There is some foot-tapping music being played inside the cafe and as the sound grows louder, we decide to sit out in the sun. Olonga is a professional musician now, and well-settled with his wife Tara and two daughters. While he is now into a different territory, the former Zimbabwe fast bowler does follow cricket.
He was, in fact, at the Adelaide Oval the other day when Zimbabwe played Netherlands in a T20 World Cup to cheer for his team. But it was a heartbreak as the Dutch defeated Zimbabwe quite convincingly.
“When they beat Pakistan, I was amazed. But ironically, one match I go and see, it kind of takes me back to my playing days. I watch them and feel that ‘Hey! We are making the same mistakes as we would about 20 years ago’. The chronic problem that we had when we were growing up was that we were just not good at rotating the strike,” Olonga says.
“I am not saying that it’s an easy thing to do either as the good bowlers with right line and length can bog you down, but as a batter, you have to take initiative. Netherlands just kept bowling in the same spot and we kept missing. It was swinging a little and if the ball is swinging that much, you are gonna miss it. So, you have to do something to get closer to the ball…or just, wait for a bad ball, something that you did in primary school,” he laughs, “But man, at this stage, it won’t happen, especially in T20s…”

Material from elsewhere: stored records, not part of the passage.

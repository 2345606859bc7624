use bmessage_store::{Group, NotificationKind};
use chrono::Utc;
use tracing::info;

use super::{rejected, GroupDetails, MemberInfo, Messenger};
use crate::access::can_manage;
use crate::error::{CoreError, Result};
use crate::membership::{self, GroupDraft, GroupSettingsPatch};
use crate::notify::Event;
use crate::store::lock;

impl Messenger {
    /// Create a group owned by `creator_id`.
    pub fn create_group(&self, creator_id: &str, draft: GroupDraft) -> Result<Group> {
        let handle = self.conversations.create_group(creator_id, draft, Utc::now())?;
        let conversation = lock(&handle)?;
        conversation
            .as_group()
            .cloned()
            .ok_or_else(|| CoreError::Internal("group index holds a private chat".to_string()))
    }

    /// The group plus display info for each member. Members only.
    pub fn group_details(&self, group_id: &str, user_id: &str) -> Result<GroupDetails> {
        let handle = self.conversations.group(group_id)?;
        let group = {
            let conversation = lock(&handle)?;
            match conversation.as_group() {
                Some(group) if group.is_member(user_id) => group.clone(),
                Some(_) => {
                    return Err(rejected(group_id, user_id)(CoreError::forbidden(
                        "not a member of this group",
                    )))
                }
                None => return Err(CoreError::not_found("Group")),
            }
        };

        let mut members_info = Vec::with_capacity(group.members.len());
        for member_id in &group.members {
            let snapshot = self.directory.snapshot(member_id)?;
            members_info.push(MemberInfo {
                id: snapshot.id,
                name: snapshot.name,
                avatar: snapshot.avatar,
                is_admin: group.is_admin(member_id),
                is_creator: group.is_creator(member_id),
            });
        }
        Ok(GroupDetails {
            group,
            members_info,
        })
    }

    /// Fails unless `user_id` is an admin of the group.
    pub fn check_manage_access(&self, group_id: &str, user_id: &str) -> Result<()> {
        let handle = self.conversations.group(group_id)?;
        let conversation = lock(&handle)?;
        match conversation.as_group() {
            Some(group) if can_manage(group, user_id) => Ok(()),
            Some(_) => Err(rejected(group_id, user_id)(CoreError::forbidden(
                "only admins can change the group",
            ))),
            None => Err(CoreError::not_found("Group")),
        }
    }

    pub fn update_group_settings(
        &self,
        group_id: &str,
        requester_id: &str,
        patch: GroupSettingsPatch,
    ) -> Result<Group> {
        let handle = self.conversations.group(group_id)?;
        let (group, changed) = self
            .conversations
            .update_group(&handle, |g| membership::apply_settings(g, requester_id, patch))
            .map_err(rejected(group_id, requester_id))?;
        if changed {
            info!(group = %group_id, user = %requester_id, "group settings updated");
        }
        Ok(group)
    }

    /// Returns `true` if `user_id` was not already a member.
    pub fn add_member(&self, group_id: &str, requester_id: &str, user_id: &str) -> Result<bool> {
        let handle = self.conversations.group(group_id)?;
        let (_, added) = self
            .conversations
            .update_group(&handle, |g| membership::add_member(g, user_id, requester_id))
            .map_err(rejected(group_id, requester_id))?;
        if added {
            info!(group = %group_id, user = %requester_id, member = %user_id, "member added");
            self.notify_one(NotificationKind::GroupAdded, requester_id, group_id, user_id);
        }
        Ok(added)
    }

    /// Returns `true` if `target_id` was a member.
    pub fn remove_member(&self, group_id: &str, requester_id: &str, target_id: &str) -> Result<bool> {
        let handle = self.conversations.group(group_id)?;
        let (_, removed) = self
            .conversations
            .update_group(&handle, |g| membership::remove_member(g, target_id, requester_id))
            .map_err(rejected(group_id, requester_id))?;
        if removed {
            info!(group = %group_id, user = %requester_id, member = %target_id, "member removed");
            self.notify_one(NotificationKind::GroupRemoved, requester_id, group_id, target_id);
        }
        Ok(removed)
    }

    pub fn promote_to_admin(&self, group_id: &str, requester_id: &str, target_id: &str) -> Result<bool> {
        let handle = self.conversations.group(group_id)?;
        let (_, promoted) = self
            .conversations
            .update_group(&handle, |g| membership::promote_to_admin(g, target_id, requester_id))
            .map_err(rejected(group_id, requester_id))?;
        if promoted {
            info!(group = %group_id, member = %target_id, "admin granted");
            self.notify_one(NotificationKind::AdminGranted, requester_id, group_id, target_id);
        }
        Ok(promoted)
    }

    pub fn demote_admin(&self, group_id: &str, requester_id: &str, target_id: &str) -> Result<bool> {
        let handle = self.conversations.group(group_id)?;
        let (_, demoted) = self
            .conversations
            .update_group(&handle, |g| membership::demote_admin(g, target_id, requester_id))
            .map_err(rejected(group_id, requester_id))?;
        if demoted {
            info!(group = %group_id, member = %target_id, "admin revoked");
            self.notify_one(NotificationKind::AdminRevoked, requester_id, group_id, target_id);
        }
        Ok(demoted)
    }

    /// Join through an invite link. Joining twice is a no-op.
    pub fn join_by_invite_link(&self, token: &str, user_id: &str) -> Result<Group> {
        let handle = self.conversations.group_by_invite(token)?;
        let (group, joined) = self
            .conversations
            .update_group(&handle, |g| Ok(membership::join(g, user_id)))?;
        if joined {
            info!(group = %group.id, user = %user_id, "joined by invite link");
        }
        Ok(group)
    }

    fn notify_one(&self, kind: NotificationKind, actor_id: &str, group_id: &str, recipient_id: &str) {
        if actor_id == recipient_id {
            return;
        }
        let event = Event {
            kind,
            actor_id,
            conversation_id: Some(group_id),
            message_id: None,
            post_id: None,
            at: Utc::now(),
        };
        self.sink().deliver(event.for_recipient(recipient_id));
    }
}
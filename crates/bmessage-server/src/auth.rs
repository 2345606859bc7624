//! Bearer authentication for the API routes.

use axum::extract::{Request, State};
use axum::http::header::AUTHORIZATION;
use axum::middleware::Next;
use axum::response::Response;

use crate::api::AppState;
use crate::error::ServerError;

/// Id of the authenticated caller, inserted into request extensions.
#[derive(Debug, Clone)]
pub struct CurrentUser(pub String);

/// Resolve the `Authorization` header to a user, record the activity and
/// pass the user id on to the handler.
pub async fn require_auth(
    State(state): State<AppState>,
    mut request: Request,
    next: Next,
) -> Result<Response, ServerError> {
    let credential = request
        .headers()
        .get(AUTHORIZATION)
        .and_then(|h| h.to_str().ok())
        .ok_or(ServerError::Unauthorized)?
        .to_string();

    let user = state.run(move |m| m.authenticate(&credential)).await?;
    request.extensions_mut().insert(CurrentUser(user.id));

    Ok(next.run(request).await)
}
//! Read, post and management gates.
//!
//! Roles are not stored. They are derived from set membership in a
//! [`Group`]: `creator ∈ admins ⊆ members`.

use bmessage_store::{Group, Message};

use crate::conversation::Conversation;

/// A user's standing in one group.
#[derive(Debug, Clone, Copy, PartialEq, Eq, PartialOrd, Ord)]
pub enum Role {
    NonMember,
    Member,
    Admin,
    Creator,
}

pub fn role_of(group: &Group, user_id: &str) -> Role {
    if group.is_creator(user_id) && group.is_member(user_id) {
        Role::Creator
    } else if group.is_admin(user_id) && group.is_member(user_id) {
        Role::Admin
    } else if group.is_member(user_id) {
        Role::Member
    } else {
        Role::NonMember
    }
}

pub fn can_read(conversation: &Conversation, user_id: &str) -> bool {
    match conversation {
        Conversation::Private(chat) => chat.has_participant(user_id),
        Conversation::Group(group) => group.is_member(user_id),
    }
}

/// Posting is gated exactly like reading.
pub fn can_post(conversation: &Conversation, user_id: &str) -> bool {
    can_read(conversation, user_id)
}

pub fn can_add_member(group: &Group, requester_id: &str) -> bool {
    match role_of(group, requester_id) {
        Role::Admin | Role::Creator => true,
        Role::Member => group.allow_members_to_add,
        Role::NonMember => false,
    }
}

/// Admin-only actions: removing members and changing settings.
pub fn can_manage(group: &Group, requester_id: &str) -> bool {
    role_of(group, requester_id) >= Role::Admin
}

/// Granting and revoking admin is reserved to the creator.
pub fn can_assign_admins(group: &Group, requester_id: &str) -> bool {
    group.is_creator(requester_id)
}

/// In a group any member may delete any message. In a private chat the
/// author or either participant may.
pub fn can_delete_message(conversation: &Conversation, message: &Message, requester_id: &str) -> bool {
    match conversation {
        Conversation::Group(group) => group.is_member(requester_id),
        Conversation::Private(chat) => {
            message.user_id == requester_id || chat.has_participant(requester_id)
        }
    }
}

/// Checks `creator ∈ admins ⊆ members` and that rosters hold no duplicates.
pub fn check_group_invariants(group: &Group) -> Result<(), String> {
    if !group.is_member(&group.creator) {
        return Err(format!("creator {} is not a member", group.creator));
    }
    if !group.is_admin(&group.creator) {
        return Err(format!("creator {} is not an admin", group.creator));
    }
    if let Some(stray) = group.admins.iter().find(|a| !group.is_member(a)) {
        return Err(format!("admin {stray} is not a member"));
    }
    for (label, list) in [("members", &group.members), ("admins", &group.admins)] {
        for (i, id) in list.iter().enumerate() {
            if list[..i].contains(id) {
                return Err(format!("duplicate {id} in {label}"));
            }
        }
    }
    Ok(())
}

#[cfg(test)]
mod tests {
    use super::*;
    use bmessage_store::PrivateChat;
    use chrono::Utc;

    fn group() -> Group {
        Group {
            id: "g1".into(),
            name: "Team".into(),
            avatar: String::new(),
            creator: "owner".into(),
            admins: vec!["owner".into(), "admin".into()],
            members: vec!["owner".into(), "admin".into(), "member".into()],
            allow_members_to_add: false,
            invite_link: "inv".into(),
            messages: Vec::new(),
            created: Utc::now(),
        }
    }

    fn message(author: &str) -> Message {
        Message {
            id: "m1".into(),
            user_id: author.into(),
            text: "hi".into(),
            file: None,
            timestamp: Utc::now(),
            edited: None,
            deleted: false,
        }
    }

    #[test]
    fn roles_follow_set_membership() {
        let g = group();
        assert_eq!(role_of(&g, "owner"), Role::Creator);
        assert_eq!(role_of(&g, "admin"), Role::Admin);
        assert_eq!(role_of(&g, "member"), Role::Member);
        assert_eq!(role_of(&g, "stranger"), Role::NonMember);
    }

    #[test]
    fn add_member_policy() {
        let mut g = group();
        assert!(can_add_member(&g, "admin"));
        assert!(!can_add_member(&g, "member"));
        assert!(!can_add_member(&g, "stranger"));

        g.allow_members_to_add = true;
        assert!(can_add_member(&g, "member"));
        assert!(!can_add_member(&g, "stranger"));
    }

    #[test]
    fn only_creator_assigns_admins() {
        let g = group();
        assert!(can_assign_admins(&g, "owner"));
        assert!(!can_assign_admins(&g, "admin"));
        assert!(can_manage(&g, "admin"));
        assert!(!can_manage(&g, "member"));
    }

    #[test]
    fn private_delete_allows_either_participant() {
        let chat = Conversation::Private(PrivateChat {
            id: "c1".into(),
            participants: ["u1".into(), "u2".into()],
            messages: Vec::new(),
            created: Utc::now(),
        });
        let m = message("u1");
        assert!(can_delete_message(&chat, &m, "u1"));
        assert!(can_delete_message(&chat, &m, "u2"));
        assert!(!can_delete_message(&chat, &m, "u3"));
    }

    #[test]
    fn group_delete_requires_membership() {
        let conversation = Conversation::Group(group());
        let m = message("owner");
        assert!(can_delete_message(&conversation, &m, "member"));
        assert!(!can_delete_message(&conversation, &m, "stranger"));
    }

    #[test]
    fn invariant_violations_are_reported() {
        assert!(check_group_invariants(&group()).is_ok());

        let mut g = group();
        g.admins.retain(|a| a != "owner");
        assert!(check_group_invariants(&g).is_err());

        let mut g = group();
        g.admins.push("stranger".into());
        assert!(check_group_invariants(&g).is_err());

        let mut g = group();
        g.members.push("member".into());
        assert!(check_group_invariants(&g).is_err());
    }
}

In that game, Zimbabwe faced as many as 66 dot balls. “You got 120 balls to try and score 180. In Adelaide Oval, 160 is a par score, because the outfield is a bit slow and doesn’t race away like Perth or some other grounds. And if you had that many dot balls that means you scored that 115 in half-a-ball. And run-a-ball would take you to 150. Are you telling me our guys just play on the straight bat?”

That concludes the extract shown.